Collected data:
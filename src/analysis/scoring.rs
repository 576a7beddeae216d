//! Per-frame scorers and the weighted combination of sub-scores

use image::DynamicImage;
use rand::Rng;
use serde::Serialize;
use std::fmt;

use super::features::SignalFeatures;
use super::hash::{deterministic_score, salted_unit, seeded_rng};

/// The five named sub-scores behind every reported score
#[derive(Debug, Clone, Copy, PartialEq, Default, Serialize)]
pub struct FeatureScores {
    pub cnn_score: f64,
    pub fft_score: f64,
    pub noise_score: f64,
    pub edge_score: f64,
    pub texture_score: f64,
}

impl FeatureScores {
    pub fn weighted(&self, w: &Weights) -> f64 {
        w.cnn * self.cnn_score
            + w.fft * self.fft_score
            + w.noise * self.noise_score
            + w.edge * self.edge_score
            + w.texture * self.texture_score
    }

    /// Per-feature mean; `None` for an empty slice
    pub fn mean(items: &[FeatureScores]) -> Option<FeatureScores> {
        if items.is_empty() {
            return None;
        }
        let n = items.len() as f64;
        let sum = items.iter().fold(FeatureScores::default(), |acc, f| FeatureScores {
            cnn_score: acc.cnn_score + f.cnn_score,
            fft_score: acc.fft_score + f.fft_score,
            noise_score: acc.noise_score + f.noise_score,
            edge_score: acc.edge_score + f.edge_score,
            texture_score: acc.texture_score + f.texture_score,
        });
        Some(FeatureScores {
            cnn_score: sum.cnn_score / n,
            fft_score: sum.fft_score / n,
            noise_score: sum.noise_score / n,
            edge_score: sum.edge_score / n,
            texture_score: sum.texture_score / n,
        })
    }

    pub fn rounded(&self) -> FeatureScores {
        FeatureScores {
            cnn_score: round2(self.cnn_score),
            fft_score: round2(self.fft_score),
            noise_score: round2(self.noise_score),
            edge_score: round2(self.edge_score),
            texture_score: round2(self.texture_score),
        }
    }
}

#[derive(Debug, Clone, Copy, PartialEq)]
pub struct Weights {
    pub cnn: f64,
    pub fft: f64,
    pub noise: f64,
    pub edge: f64,
    pub texture: f64,
}

pub const HYBRID_WEIGHTS: Weights = Weights {
    cnn: 0.6,
    fft: 0.1,
    noise: 0.1,
    edge: 0.1,
    texture: 0.1,
};

pub const SIMULATED_WEIGHTS: Weights = Weights {
    cnn: 0.4,
    fft: 0.2,
    noise: 0.15,
    edge: 0.15,
    texture: 0.1,
};

/// Verdict label attached to a score
#[derive(Debug, Clone, Copy, PartialEq, Eq, Serialize)]
pub enum Category {
    #[serde(rename = "Likely Authentic")]
    LikelyAuthentic,
    #[serde(rename = "Possibly Manipulated")]
    PossiblyManipulated,
    #[serde(rename = "Potentially Manipulated")]
    PotentiallyManipulated,
    #[serde(rename = "Likely Manipulated")]
    LikelyManipulated,
    #[serde(rename = "Likely Deepfake")]
    LikelyDeepfake,
}

impl fmt::Display for Category {
    fn fmt(&self, f: &mut fmt::Formatter<'_>) -> fmt::Result {
        let label = match self {
            Category::LikelyAuthentic => "Likely Authentic",
            Category::PossiblyManipulated => "Possibly Manipulated",
            Category::PotentiallyManipulated => "Potentially Manipulated",
            Category::LikelyManipulated => "Likely Manipulated",
            Category::LikelyDeepfake => "Likely Deepfake",
        };
        f.write_str(label)
    }
}

/// Labels used by the hybrid and content-hash strategies
pub fn manipulation_category(score: f64) -> Category {
    if score > 80.0 {
        Category::LikelyManipulated
    } else if score > 50.0 {
        Category::PotentiallyManipulated
    } else {
        Category::LikelyAuthentic
    }
}

/// Labels used by the simulated strategy
pub fn deepfake_category(score: f64) -> Category {
    if score < 30.0 {
        Category::LikelyAuthentic
    } else if score < 70.0 {
        Category::PossiblyManipulated
    } else {
        Category::LikelyDeepfake
    }
}

/// One scored frame (or still image)
#[derive(Debug, Clone, Copy, PartialEq)]
pub struct FrameScore {
    /// Combined score on the 0-100 scale
    pub score: f64,
    pub features: FeatureScores,
}

/// Scorers that look at decoded pixels
#[derive(Debug, Clone, Copy, PartialEq, Eq)]
pub enum FrameScorer {
    Hybrid,
    Simulated,
}

impl FrameScorer {
    pub fn score(&self, image: &DynamicImage) -> FrameScore {
        match self {
            FrameScorer::Hybrid => hybrid(image),
            FrameScorer::Simulated => simulated(image),
        }
    }
}

fn clamp_percent(v: f64) -> f64 {
    v.clamp(0.0, 100.0)
}

pub fn round2(v: f64) -> f64 {
    (v * 100.0).round() / 100.0
}

/// Content hash stands in for the network output; signal statistics fill the rest.
fn hybrid(image: &DynamicImage) -> FrameScore {
    let pixels = image.to_rgb8();
    let cnn_score = deterministic_score(pixels.as_raw());

    let signal = SignalFeatures::extract(&image.to_luma8());
    let features = FeatureScores {
        cnn_score,
        fft_score: clamp_percent(signal.std * 2.0),
        noise_score: clamp_percent(signal.noise_std * 20.0),
        edge_score: clamp_percent((1.0 - signal.edge_density) * 100.0),
        texture_score: clamp_percent(signal.texture_contrast * 50.0),
    };

    FrameScore {
        score: features.weighted(&HYBRID_WEIGHTS),
        features,
    }
}

/// Five salted hashes of the pixels, each scaled into its own fixed band.
fn simulated(image: &DynamicImage) -> FrameScore {
    let pixels = image.to_rgb8();
    let raw = pixels.as_raw();

    let features = FeatureScores {
        cnn_score: 0.3 + salted_unit(raw, b"cnn") * 0.5,
        fft_score: 0.2 + salted_unit(raw, b"fft") * 0.7,
        noise_score: 0.1 + salted_unit(raw, b"noise") * 0.6,
        edge_score: 0.2 + salted_unit(raw, b"edge") * 0.6,
        texture_score: 0.3 + salted_unit(raw, b"texture") * 0.6,
    };

    FrameScore {
        score: clamp_percent(features.weighted(&SIMULATED_WEIGHTS) * 100.0),
        features,
    }
}

/// Whole-file score plus seeded jitter for the secondary features and frames.
pub struct ContentHashScore {
    pub score: f64,
    pub features: FeatureScores,
    pub frame_scores: Vec<f64>,
}

pub fn content_hash(data: &[u8], synthetic_frames: usize) -> ContentHashScore {
    let score = deterministic_score(data);
    let mut rng = seeded_rng(data);
    let mut jitter = |spread: f64| clamp_percent(score + (rng.random::<f64>() * 2.0 - 1.0) * spread);

    let features = FeatureScores {
        cnn_score: score,
        fft_score: jitter(10.0),
        noise_score: jitter(10.0),
        edge_score: jitter(10.0),
        texture_score: jitter(10.0),
    };
    let frame_scores = (0..synthetic_frames).map(|_| jitter(5.0)).collect();

    ContentHashScore {
        score,
        features,
        frame_scores,
    }
}

#[cfg(test)]
mod tests {
    use super::*;
    use image::{ImageBuffer, Rgb};

    fn gradient(size: u32) -> DynamicImage {
        DynamicImage::ImageRgb8(ImageBuffer::from_fn(size, size, |x, y| {
            Rgb([(x * 4 % 256) as u8, (y * 4 % 256) as u8, 90])
        }))
    }

    #[test]
    fn weights_sum_to_one() {
        for w in [HYBRID_WEIGHTS, SIMULATED_WEIGHTS] {
            let total = w.cnn + w.fft + w.noise + w.edge + w.texture;
            assert!((total - 1.0).abs() < 1e-12);
        }
    }

    #[test]
    fn manipulation_thresholds() {
        assert_eq!(manipulation_category(50.0), Category::LikelyAuthentic);
        assert_eq!(manipulation_category(50.01), Category::PotentiallyManipulated);
        assert_eq!(manipulation_category(80.0), Category::PotentiallyManipulated);
        assert_eq!(manipulation_category(80.5), Category::LikelyManipulated);
    }

    #[test]
    fn deepfake_thresholds() {
        assert_eq!(deepfake_category(29.9), Category::LikelyAuthentic);
        assert_eq!(deepfake_category(30.0), Category::PossiblyManipulated);
        assert_eq!(deepfake_category(69.9), Category::PossiblyManipulated);
        assert_eq!(deepfake_category(70.0), Category::LikelyDeepfake);
    }

    #[test]
    fn category_serializes_as_label() {
        let json = serde_json::to_string(&Category::PotentiallyManipulated).unwrap();
        assert_eq!(json, "\"Potentially Manipulated\"");
        assert_eq!(Category::LikelyDeepfake.to_string(), "Likely Deepfake");
    }

    #[test]
    fn hybrid_combines_with_fixed_weights() {
        let frame = FrameScorer::Hybrid.score(&gradient(64));
        let f = frame.features;
        let expected = 0.6 * f.cnn_score
            + 0.1 * (f.fft_score + f.noise_score + f.edge_score + f.texture_score);
        assert!((frame.score - expected).abs() < 1e-9);
        assert!((0.0..=100.0).contains(&frame.score));
        for v in [f.cnn_score, f.fft_score, f.noise_score, f.edge_score, f.texture_score] {
            assert!((0.0..=100.0).contains(&v));
        }
    }

    #[test]
    fn scorers_are_deterministic() {
        let image = gradient(48);
        for scorer in [FrameScorer::Hybrid, FrameScorer::Simulated] {
            assert_eq!(scorer.score(&image), scorer.score(&image));
        }
    }

    #[test]
    fn simulated_features_stay_in_bands() {
        let frame = FrameScorer::Simulated.score(&gradient(32));
        let f = frame.features;
        assert!((0.3..0.8).contains(&f.cnn_score));
        assert!((0.2..0.9).contains(&f.fft_score));
        assert!((0.1..0.7).contains(&f.noise_score));
        assert!((0.2..0.8).contains(&f.edge_score));
        assert!((0.3..0.9).contains(&f.texture_score));
        // Band limits put the combined score between 23.5 and 81.5
        assert!(frame.score >= 23.5 && frame.score <= 81.5);
    }

    #[test]
    fn content_hash_jitter_is_bounded_and_repeatable() {
        let data = b"uploaded video bytes";
        let a = content_hash(data, 10);
        let b = content_hash(data, 10);
        assert_eq!(a.features, b.features);
        assert_eq!(a.frame_scores, b.frame_scores);
        assert_eq!(a.features.cnn_score, a.score);
        assert_eq!(a.frame_scores.len(), 10);

        for v in [a.features.fft_score, a.features.noise_score, a.features.edge_score] {
            assert!((v - a.score).abs() <= 10.0);
            assert!((0.0..=100.0).contains(&v));
        }
        for v in &a.frame_scores {
            assert!((v - a.score).abs() <= 5.0);
        }
    }

    #[test]
    fn mean_of_features() {
        let a = FeatureScores {
            cnn_score: 10.0,
            fft_score: 20.0,
            noise_score: 30.0,
            edge_score: 40.0,
            texture_score: 50.0,
        };
        let b = FeatureScores {
            cnn_score: 30.0,
            ..a
        };
        let mean = FeatureScores::mean(&[a, b]).unwrap();
        assert_eq!(mean.cnn_score, 20.0);
        assert_eq!(mean.texture_score, 50.0);
        assert!(FeatureScores::mean(&[]).is_none());
    }

    #[test]
    fn rounding_to_two_places() {
        assert_eq!(round2(12.345_67), 12.35);
        assert_eq!(round2(50.0), 50.0);
    }
}
//! Content hashing: digests, deterministic scores and seeded jitter

use rand::{SeedableRng, rngs::StdRng};
use sha2::{Digest, Sha256};

/// Hex digest of the content, used as cache key and in logs
pub fn content_digest(data: &[u8]) -> String {
    format!("{:x}", Sha256::digest(data))
}

/// Map bytes onto 0..=100 by reducing the leading 32 bits of the digest modulo 101.
pub fn deterministic_score(data: &[u8]) -> f64 {
    let digest = Sha256::digest(data);
    let leading = u32::from_be_bytes([digest[0], digest[1], digest[2], digest[3]]);
    (leading % 101) as f64
}

/// Salted hash mapped onto [0, 1) in steps of 1/1000.
pub fn salted_unit(data: &[u8], salt: &[u8]) -> f64 {
    let mut hasher = Sha256::new();
    hasher.update(data);
    hasher.update(salt);
    let digest = hasher.finalize();

    let mut leading = [0u8; 8];
    leading.copy_from_slice(&digest[..8]);
    (u64::from_be_bytes(leading) % 1000) as f64 / 1000.0
}

/// RNG seeded from the content so jittered values repeat for identical uploads
pub fn seeded_rng(data: &[u8]) -> StdRng {
    let digest = Sha256::digest(data);
    let mut seed = [0u8; 32];
    seed.copy_from_slice(&digest);
    StdRng::from_seed(seed)
}

#[cfg(test)]
mod tests {
    use super::*;
    use rand::Rng;

    #[test]
    fn digest_is_hex_sha256() {
        assert_eq!(
            content_digest(b"abc"),
            "ba7816bf8f01cfea414140de5dae2223b00361a396177a9cb410ff61f20015ad"
        );
    }

    #[test]
    fn deterministic_score_uses_leading_bits() {
        // 0xba7816bf % 101
        assert_eq!(deterministic_score(b"abc"), (0xba78_16bf_u32 % 101) as f64);
        assert_eq!(deterministic_score(b"abc"), deterministic_score(b"abc"));
    }

    #[test]
    fn deterministic_score_stays_in_range() {
        for i in 0..500u32 {
            let score = deterministic_score(&i.to_le_bytes());
            assert!((0.0..=100.0).contains(&score));
            assert_eq!(score.fract(), 0.0);
        }
    }

    #[test]
    fn salts_change_the_value() {
        let data = b"frame pixels";
        let a = salted_unit(data, b"fft");
        let b = salted_unit(data, b"noise");
        assert!((0.0..1.0).contains(&a));
        assert!((0.0..1.0).contains(&b));
        assert_eq!(a, salted_unit(data, b"fft"));
        assert_ne!(
            (0..20).map(|i| salted_unit(&[i], b"fft")).collect::<Vec<_>>(),
            (0..20).map(|i| salted_unit(&[i], b"noise")).collect::<Vec<_>>()
        );
    }

    #[test]
    fn seeded_rng_repeats() {
        let mut a = seeded_rng(b"same");
        let mut b = seeded_rng(b"same");
        let xs: Vec<f64> = (0..5).map(|_| a.random()).collect();
        let ys: Vec<f64> = (0..5).map(|_| b.random()).collect();
        assert_eq!(xs, ys);
    }
}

• [Try it] Only the lines from the start of the data to the line holding "use super::features::SignalFeatures;" are wanted; return them exactly, both ends included.

• [Response to this task]
filename src/analysis/scoring.rs
repository 576a7beddeae216d
//! Per-frame scorers and the weighted combination of sub-scores

use image::DynamicImage;
use rand::Rng;
use serde::Serialize;
use std::fmt;

use super::features::SignalFeatures;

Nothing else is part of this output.